WORK ITEM ▸
In the records, find each line where "static" occurs, and copy it.

++++

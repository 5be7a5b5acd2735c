use crate::config::{StorageBackend, TransferConfig};
use crate::services::memory_storage::MemoryObjectStore;
use crate::services::storage::{ObjectStore, S3ObjectStore};
use anyhow::Result;
use aws_sdk_s3::config::{Credentials, Region};
use std::sync::Arc;
use tracing::info;

pub async fn setup_storage(config: &TransferConfig) -> Result<Arc<dyn ObjectStore>> {
    match config.backend {
        StorageBackend::Memory => {
            info!("🧠 In-memory storage (Bucket: {})", config.bucket);
            Ok(Arc::new(MemoryObjectStore::new(config.bucket.clone())))
        }
        StorageBackend::S3 => Ok(Arc::new(setup_s3(config).await?)),
    }
}

async fn setup_s3(config: &TransferConfig) -> Result<S3ObjectStore> {
    info!(
        "☁️  S3 Storage: {} (Bucket: {})",
        config.endpoint, config.bucket
    );

    let aws_config = aws_config::from_env()
        .endpoint_url(&config.endpoint)
        .region(Region::new(config.region.clone()))
        .credentials_provider(Credentials::new(
            config.access_key.clone(),
            config.secret_key.clone(),
            None,
            None,
            "static",
        ))
        .load()
        .await;

    let s3_config = aws_sdk_s3::config::Builder::from(&aws_config)
        .force_path_style(true)
        .build();

    let s3_client = aws_sdk_s3::Client::from_conf(s3_config);

    // Ensure bucket exists
    match s3_client.head_bucket().bucket(&config.bucket).send().await {
        Ok(_) => info!("✅ Bucket '{}' is ready", config.bucket),
        Err(_) => {
            info!("🪣 Bucket '{}' not found, creating...", config.bucket);
            s3_client
                .create_bucket()
                .bucket(&config.bucket)
                .send()
                .await
                .map_err(|e| {
                    anyhow::anyhow!("Failed to create bucket '{}': {}", config.bucket, e)
                })?;
            info!("✅ Bucket '{}' created successfully", config.bucket);
        }
    }

    Ok(S3ObjectStore::new(s3_client, config.bucket.clone()))
}
use chrono::Utc;
use uuid::Uuid;

/// Collision-resistant object name: `<6 uuid chars>_<unix millis>[.<ext>]`.
pub fn rand_file_name(ext: &str) -> String {
    let uuid = Uuid::new_v4().to_string();
    let mut file_name = format!("{}_{}", uuid[..6].replace('-', ""), Utc::now().timestamp_millis());
    if !ext.is_empty() {
        file_name.push('.');
        file_name.push_str(ext);
    }
    file_name
}
//! Survival/probability model and its calibration data

pub mod calibration;
pub mod survival;

pub use calibration::{Calibration, CalibrationCurve};
pub use survival::{geometric_window_probability, SurvivalModel};
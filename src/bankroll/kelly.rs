//! Kelly Criterion stake sizing
//!
//! Formula: f* = (b·p - q) / b
//! Where:
//!   b = net odds of the side bet (payout ratio - 1)
//!   p = probability the round ends inside the window
//!   q = 1 - p
//!
//! Only a fraction of f* is ever used, and only as an alternative to the fixed progression.

use rust_decimal::Decimal;
use serde::Serialize;

/// Alternative multipliers relative to the configured Kelly multiplier
const ALTERNATIVE_SCALES: [(&str, f64); 3] = [("conservative", 0.5), ("standard", 1.0), ("aggressive", 2.0)];

/// One Kelly-derived alternative to the progression stake
#[derive(Debug, Clone, PartialEq, Serialize)]
pub struct StakeAlternative {
    pub label: &'static str,
    /// Share of full Kelly applied
    pub kelly_multiplier: f64,
    /// Share of the purse before clamping
    pub fraction: f64,
    pub stake: Decimal,
}

#[derive(Debug, Clone)]
pub struct KellySizer {
    payout_ratio: f64,
    multiplier: f64,
}

impl KellySizer {
    pub fn new(payout_ratio: f64, multiplier: f64) -> Self {
        Self {
            payout_ratio,
            multiplier,
        }
    }

    pub fn net_odds(&self) -> f64 {
        self.payout_ratio - 1.0
    }

    /// Full Kelly fraction, floored at zero (no edge, no bet)
    pub fn full_fraction(&self, probability: f64) -> f64 {
        let b = self.net_odds();
        if b <= 0.0 || !(0.0..=1.0).contains(&probability) {
            return 0.0;
        }
        let q = 1.0 - probability;
        ((b * probability - q) / b).clamp(0.0, 1.0)
    }

    /// Fraction actually recommended: full Kelly times the configured multiplier
    pub fn fraction(&self, probability: f64) -> f64 {
        self.full_fraction(probability) * self.multiplier
    }

    /// Alternatives at half, one and two times the configured multiplier.
    ///
    /// Each stake is `capital * fraction / risk_multiplier`, clamped into `[min_stake, standard]`.
    pub fn alternatives(
        &self,
        probability: f64,
        capital: Decimal,
        risk_multiplier: f64,
        min_stake: Decimal,
        standard: Decimal,
    ) -> Vec<StakeAlternative> {
        let full = self.full_fraction(probability);
        let risk = if risk_multiplier > 0.0 { risk_multiplier } else { 1.0 };
        let ceiling = standard.max(min_stake);

        ALTERNATIVE_SCALES
            .iter()
            .map(|&(label, scale)| {
                let kelly_multiplier = (self.multiplier * scale).min(1.0);
                let fraction = full * kelly_multiplier / risk;
                let raw = capital * Decimal::from_f64_retain(fraction).unwrap_or(Decimal::ZERO);
                StakeAlternative {
                    label,
                    kelly_multiplier,
                    fraction,
                    stake: raw.round_dp(6).max(min_stake).min(ceiling),
                }
            })
            .collect()
    }
}
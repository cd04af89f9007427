//! Post-dip recovery
//!
//! A value that dropped hard and has since climbed back toward its prior peak tends to keep
//! running, so this detector discounts the probability instead of flooring it.

use super::{DetectorContext, PatternDetector, Signal};
use crate::config::RecoveryConfig;
use crate::types::AdjustmentSource;

pub struct RecoveryDetector {
    config: RecoveryConfig,
}

/// Deepest peak-to-trough drop in the window
#[derive(Debug, Clone, Copy, PartialEq)]
struct Drawdown {
    peak: f64,
    trough_index: usize,
    depth: f64,
}

impl RecoveryDetector {
    pub fn new(config: RecoveryConfig) -> Self {
        Self { config }
    }

    fn deepest_drawdown(values: &[f64]) -> Option<Drawdown> {
        let mut running_peak = *values.first()?;
        let mut deepest: Option<Drawdown> = None;

        for (i, &v) in values.iter().enumerate().skip(1) {
            if v > running_peak {
                running_peak = v;
                continue;
            }
            if running_peak <= 0.0 {
                continue;
            }
            let depth = (running_peak - v) / running_peak;
            if deepest.map(|d| depth > d.depth).unwrap_or(depth > 0.0) {
                deepest = Some(Drawdown {
                    peak: running_peak,
                    trough_index: i,
                    depth,
                });
            }
        }

        deepest
    }
}

impl PatternDetector for RecoveryDetector {
    fn detect(&self, ctx: &DetectorContext<'_>) -> Signal {
        let values: Vec<f64> = ctx.window.iter().map(|o| o.value).collect();
        let Some(current) = values.last().copied() else {
            return Signal::NotTriggered;
        };
        let Some(drawdown) = Self::deepest_drawdown(&values) else {
            return Signal::NotTriggered;
        };

        let c = &self.config;
        let recovered = drawdown.trough_index < values.len() - 1
            && current >= c.recovery_fraction * drawdown.peak;

        if drawdown.depth >= c.min_dip && recovered {
            Signal::Multiplier {
                factor: c.multiplier,
                confidence: (drawdown.depth / (2.0 * c.min_dip)).min(1.0),
            }
        } else {
            Signal::NotTriggered
        }
    }

    fn source(&self) -> AdjustmentSource {
        AdjustmentSource::Recovery
    }

    fn name(&self) -> &'static str {
        "Recovery"
    }
}

#[cfg(test)]
mod tests {
    use super::*;
    use crate::detectors::test_support::series;

    fn detect(values: &[f64]) -> Signal {
        let window = series(values, 150);
        let ctx = DetectorContext {
            window: &window,
            tick: 150,
            peak_value: values.iter().cloned().fold(f64::MIN, f64::max),
            volatility: None,
            peak_crossed_at: None,
        };
        RecoveryDetector::new(RecoveryConfig::default()).detect(&ctx)
    }

    #[test]
    fn test_dip_and_recovery_discounts() {
        let signal = detect(&[2.0, 3.0, 4.0, 2.4, 2.0, 2.8, 3.4]);
        match signal {
            Signal::Multiplier { factor, confidence } => {
                assert!((factor - 0.85).abs() < 1e-12);
                assert!((confidence - 0.8333).abs() < 1e-3);
            }
            other => panic!("expected multiplier, got {:?}", other),
        }
    }

    #[test]
    fn test_dip_without_recovery_is_silent() {
        assert_eq!(detect(&[2.0, 4.0, 2.0, 2.2, 2.5]), Signal::NotTriggered);
    }

    #[test]
    fn test_shallow_dip_is_silent() {
        assert_eq!(detect(&[2.0, 4.0, 3.2, 3.9]), Signal::NotTriggered);
    }

    #[test]
    fn test_still_at_trough_is_silent() {
        assert_eq!(detect(&[2.0, 4.0, 1.0]), Signal::NotTriggered);
    }

    #[test]
    fn test_drawdown_search() {
        let d = RecoveryDetector::deepest_drawdown(&[1.0, 2.0, 1.5, 3.0, 1.2, 2.5]).unwrap();
        assert_eq!(d.peak, 3.0);
        assert_eq!(d.trough_index, 4);
        assert!((d.depth - 0.6).abs() < 1e-12);
        assert!(RecoveryDetector::deepest_drawdown(&[1.0, 2.0, 3.0]).is_none());
    }
}
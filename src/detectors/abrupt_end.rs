//! Abrupt end after a big win
//!
//! Rounds that spike past a large multiplier have historically ended soon after. While the first
//! crossing of the threshold is still inside the decision window the probability is held at a
//! high floor. The crossing tick comes from the caller when it tracked one; otherwise it must be
//! visible in the window as a step from below the threshold to at or above it.

use super::{DetectorContext, PatternDetector, Signal};
use crate::config::AbruptEndConfig;
use crate::types::AdjustmentSource;

pub struct AbruptEndDetector {
    config: AbruptEndConfig,
}

impl AbruptEndDetector {
    pub fn new(config: AbruptEndConfig) -> Self {
        Self { config }
    }

    /// Tick of the first crossing: the caller's if supplied, else a below-to-above step in the
    /// window. `None` when neither is available.
    fn first_crossing(&self, ctx: &DetectorContext<'_>) -> Option<u32> {
        if ctx.peak_crossed_at.is_some() {
            return ctx.peak_crossed_at;
        }
        let threshold = self.config.peak_threshold;
        ctx.window
            .windows(2)
            .find(|pair| pair[0].value < threshold && pair[1].value >= threshold)
            .map(|pair| pair[1].tick)
    }
}

impl PatternDetector for AbruptEndDetector {
    fn detect(&self, ctx: &DetectorContext<'_>) -> Signal {
        if ctx.peak_value < self.config.peak_threshold {
            return Signal::NotTriggered;
        }

        let Some(crossed_at) = self.first_crossing(ctx) else {
            return Signal::NotTriggered;
        };

        let elapsed = ctx.tick.saturating_sub(crossed_at);
        if elapsed <= self.config.window_ticks {
            Signal::Floor {
                floor: self.config.floor,
                confidence: self.config.confidence,
            }
        } else {
            Signal::NotTriggered
        }
    }

    fn source(&self) -> AdjustmentSource {
        AdjustmentSource::AbruptEnd
    }

    fn name(&self) -> &'static str {
        "Abrupt End"
    }
}
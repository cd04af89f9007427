//! Purse health: a read-only view over current and initial capital

use rust_decimal::prelude::*;
use serde::Serialize;
use std::fmt;

#[derive(Debug, Clone, Copy, PartialEq, Eq, PartialOrd, Ord, Serialize)]
pub enum HealthBand {
    Emergency,
    Warning,
    Caution,
    Healthy,
    Profitable,
}

impl fmt::Display for HealthBand {
    fn fmt(&self, f: &mut fmt::Formatter<'_>) -> fmt::Result {
        match self {
            HealthBand::Emergency => write!(f, "EMERGENCY"),
            HealthBand::Warning => write!(f, "WARNING"),
            HealthBand::Caution => write!(f, "CAUTION"),
            HealthBand::Healthy => write!(f, "HEALTHY"),
            HealthBand::Profitable => write!(f, "PROFITABLE"),
        }
    }
}

#[derive(Debug, Clone, PartialEq, Serialize)]
pub struct PurseHealth {
    pub initial_capital: Decimal,
    pub current_capital: Decimal,
    /// Current capital as a percentage of initial capital
    pub percent_remaining: f64,
    pub profit: Decimal,
    pub band: HealthBand,
    pub emergency: bool,
}

impl PurseHealth {
    pub fn assess(initial: Decimal, current: Decimal, emergency_threshold: f64) -> Self {
        let ratio = if initial > Decimal::ZERO {
            (current / initial).to_f64().unwrap_or(0.0)
        } else {
            0.0
        };

        // The threshold outranks the fixed bands so a high threshold still flags emergency
        let band = if ratio < emergency_threshold {
            HealthBand::Emergency
        } else if ratio > 1.0 {
            HealthBand::Profitable
        } else if ratio >= 0.8 {
            HealthBand::Healthy
        } else if ratio >= 0.5 {
            HealthBand::Caution
        } else {
            HealthBand::Warning
        };

        Self {
            initial_capital: initial,
            current_capital: current,
            percent_remaining: ratio * 100.0,
            profit: current - initial,
            band,
            emergency: band == HealthBand::Emergency,
        }
    }
}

++++

WRITTEN RESPONSE ▸
            "static",
    pub label: &'static str,
    fn name(&self) -> &'static str {
    fn name(&self) -> &'static str {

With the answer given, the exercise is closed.